Tengo
un oído fino. Conozco por sus pasos a familiares, amigos y vecinos. Hay pasos
lentos, cansinos, ágiles, nerviosos. Los hay que marcan el paso. Llegué a saber
el estado de ánimo de cada uno por sus pasos. Nunca pensé que este don me
serviría para matar el tiempo en esta mazmorra donde estoy desde que me
secuestraron.
Todo
ocurrió en un santiamén. Quedé en posición fetal en el maletero durante horas.

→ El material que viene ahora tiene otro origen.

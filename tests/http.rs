// Copyright (c) 2018 The supervisord maintainers and/or applicable contributors
//
// Licensed under the Apache License, Version 2.0 (the "License");
// you may not use this file except in compliance with the License.
// You may obtain a copy of the License at
//
//     http://www.apache.org/licenses/LICENSE-2.0
//
// Unless required by applicable law or agreed to in writing, software
// distributed under the License is distributed on an "AS IS" BASIS,
// WITHOUT WARRANTIES OR CONDITIONS OF ANY KIND, either express or implied.
// See the License for the specific language governing permissions and
// limitations under the License.

//! End-to-end checks of the HTTP surface against a live supervisor: basic
//! auth with the `{SHA}` scheme, the program endpoints, and listener
//! rebinding on reload.

use std::io::{Read, Write};
use std::net::{TcpListener, TcpStream};
use std::path::{Path, PathBuf};
use std::time::Duration;

use base64::Engine;

use supervisord::supervisor::Supervisor;

fn free_port() -> u16 {
    let listener = TcpListener::bind("127.0.0.1:0").unwrap();
    listener.local_addr().unwrap().port()
}

fn write_config(path: &Path, body: &str) {
    std::fs::write(path, body).unwrap();
}

/// Tiny HTTP/1.0 client; enough for request/response assertions without
/// pulling a client stack into the dev-dependencies.
fn http_request(port: u16, method: &str, path: &str, auth: Option<(&str, &str)>) -> Option<String> {
    let mut stream = TcpStream::connect(("127.0.0.1", port)).ok()?;
    stream
        .set_read_timeout(Some(Duration::from_secs(10)))
        .unwrap();
    let auth_header = auth
        .map(|(user, pass)| {
            format!(
                "Authorization: Basic {}\r\n",
                base64::engine::general_purpose::STANDARD.encode(format!("{}:{}", user, pass))
            )
        })
        .unwrap_or_default();
    let request = format!(
        "{} {} HTTP/1.0\r\nHost: 127.0.0.1\r\n{}Connection: close\r\n\r\n",
        method, path, auth_header
    );
    stream.write_all(request.as_bytes()).ok()?;
    let mut response = String::new();
    stream.read_to_string(&mut response).ok()?;
    Some(response)
}

fn wait_until_serving(port: u16) {
    for _ in 0..50 {
        if TcpStream::connect(("127.0.0.1", port)).is_ok() {
            return;
        }
        std::thread::sleep(Duration::from_millis(20));
    }
    panic!("server on port {} never came up", port);
}

fn config_body(port: u16, auth_lines: &str) -> String {
    format!(
        "[supervisord]\nidentifier = test-supervisor\npidfile = %(here)s/supervisord.pid\n\
         [inet_http_server]\nport = 127.0.0.1:{}\n{}\
         [program:webproc]\ncommand = /bin/sh -c \"sleep 30\"\nstartsecs = 0\nautostart = false\nautorestart = false\n",
        port, auth_lines
    )
}

#[test]
fn rest_surface_auth_and_rebind() {
    let dir = tempfile::tempdir().unwrap();
    let conf: PathBuf = dir.path().join("supervisord.conf");
    let port = free_port();
    // hex(sha1("secret")) behind the {SHA} marker.
    write_config(
        &conf,
        &config_body(
            port,
            "username = admin\npassword = {SHA}e5e9fa1ba31ecd1ae84f75caaa474f3a663f05f4\n",
        ),
    );

    let supervisor = Supervisor::new(&conf);
    supervisor.reload(true).unwrap();
    wait_until_serving(port);

    // Missing credentials: 401 with the exact challenge header.
    let response = http_request(port, "GET", "/program/list", None).unwrap();
    assert!(response.contains(" 401 "));
    // Header names are case-insensitive on the wire; the value must be the
    // canonical challenge.
    assert!(response
        .to_ascii_lowercase()
        .contains("www-authenticate: basic realm=\"supervisor\""));

    // Wrong password: still 401.
    let response = http_request(port, "GET", "/program/list", Some(("admin", "wrong"))).unwrap();
    assert!(response.contains(" 401 "));

    // Right password against the {SHA} digest: 200 with the program row.
    let response = http_request(port, "GET", "/program/list", Some(("admin", "secret"))).unwrap();
    assert!(response.contains(" 200 "));
    assert!(response.contains("\"name\":\"webproc\""));
    assert!(response.contains("\"statename\":\"STOPPED\""));

    // Start it, observe RUNNING, stop it again.
    let response =
        http_request(port, "POST", "/program/start/webproc", Some(("admin", "secret"))).unwrap();
    assert!(response.contains("{\"success\":true}"));
    let response = http_request(port, "GET", "/program/list", Some(("admin", "secret"))).unwrap();
    assert!(response.contains("\"statename\":\"RUNNING\""));
    let response =
        http_request(port, "POST", "/program/stop/webproc", Some(("admin", "secret"))).unwrap();
    assert!(response.contains("{\"success\":true}"));

    // Metrics are exposed without credentials.
    let response = http_request(port, "GET", "/metrics", None).unwrap();
    assert!(response.contains(" 200 "));
    assert!(response.contains("supervisord_process_state"));

    // The per-program config endpoint serves the raw file bytes.
    let response = http_request(port, "GET", "/conf/webproc", Some(("admin", "secret"))).unwrap();
    assert!(response.contains(" 200 "));
    assert!(response.contains("[program:webproc]"));
    let response = http_request(port, "GET", "/conf/nosuch", Some(("admin", "secret"))).unwrap();
    assert!(response.contains(" 404 "));

    // The stdout log stub answers 200 with an empty body.
    let response = http_request(
        port,
        "GET",
        "/program/log/webproc/stdout",
        Some(("admin", "secret")),
    )
    .unwrap();
    assert!(response.contains(" 200 "));

    // Rebind: a new config moves the listener to a fresh port. The old
    // port stops accepting and the new one serves within the readiness
    // window.
    let new_port = free_port();
    write_config(&conf, &config_body(new_port, ""));
    supervisor.reload(true).unwrap();
    wait_until_serving(new_port);

    let response = http_request(new_port, "GET", "/program/list", None).unwrap();
    assert!(response.contains(" 200 "));
    std::thread::sleep(Duration::from_millis(200));
    match http_request(port, "GET", "/program/list", None) {
        None => {}
        Some(response) => {
            assert!(
                !response.contains(" 200 "),
                "old listener still answering: {}",
                response
            );
        }
    }
}

#[test]
fn start_programs_batch_reports_aggregate_result() {
    let dir = tempfile::tempdir().unwrap();
    let conf: PathBuf = dir.path().join("supervisord.conf");
    let port = free_port();
    write_config(&conf, &config_body(port, ""));

    let supervisor = Supervisor::new(&conf);
    supervisor.reload(true).unwrap();
    wait_until_serving(port);

    let mut stream = TcpStream::connect(("127.0.0.1", port)).unwrap();
    stream
        .set_read_timeout(Some(Duration::from_secs(10)))
        .unwrap();
    let body = "[\"webproc\"]";
    let request = format!(
        "POST /program/startPrograms HTTP/1.0\r\nHost: x\r\nContent-Type: application/json\r\nContent-Length: {}\r\nConnection: close\r\n\r\n{}",
        body.len(),
        body
    );
    stream.write_all(request.as_bytes()).unwrap();
    let mut response = String::new();
    stream.read_to_string(&mut response).unwrap();
    assert!(response.contains("Success to start the programs"));

    // A malformed body is a 400 with the canonical message.
    let mut stream = TcpStream::connect(("127.0.0.1", port)).unwrap();
    let bad = "not-json";
    let request = format!(
        "POST /program/stopPrograms HTTP/1.0\r\nHost: x\r\nContent-Length: {}\r\nConnection: close\r\n\r\n{}",
        bad.len(),
        bad
    );
    stream.write_all(request.as_bytes()).unwrap();
    let mut response = String::new();
    stream.read_to_string(&mut response).unwrap();
    assert!(response.contains(" 400 "));
    assert!(response.contains("not a valid request"));

    supervisor.proc_mgr.stop_all_processes();
}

Lo que me costó enderezarme. Luego con los ojos vendados me trasladaron a esta
habitación que tiene de largo nueve pasos cortos y de ancho cuatro pasos largos.
No
me puedo quejar y nunca mejor dicho.
Por
una gatera me pasan la comida y el agua. Yo les devuelvo el excremento y la
orina en uno de esos cubos para jugar los niños con la arena de la playa. Por
el mismo lugar devuelvo el plato y el vaso.
Me
devuelven el cubo vacío y con el borde hago una muesca en la pared. Llevo siete marcas,
una semana desde que me encerraron.
Les
dirijo la palabra. No me contestan. Les he puesto nombre a los pasos.
−¡Buenos
días, pasos contundentes! Se nota que has descansado.
−¡Buenas
tardes, paso ligero! No descuides a la novia.
−¡Buenas
noches, paso murmullo! Vaya faena eso de estar toda la noche en vela.
Hoy
ocurre algo raro. Los tres han llegado a la vez pisando fuerte. Se abre la
puerta y un haz de luz inunda toda la estancia. Me colocan un antifaz. Ellos llevan
pasamontañas. Me ponen en pie. Salimos los cuatro. La hierba está alta y
húmeda. A unos doscientos metros me empujan y caigo al suelo. Oigo como si una
piedra rozara otra y ¡Zas! Un estallido. Ni tiempo me dio para decir adiós.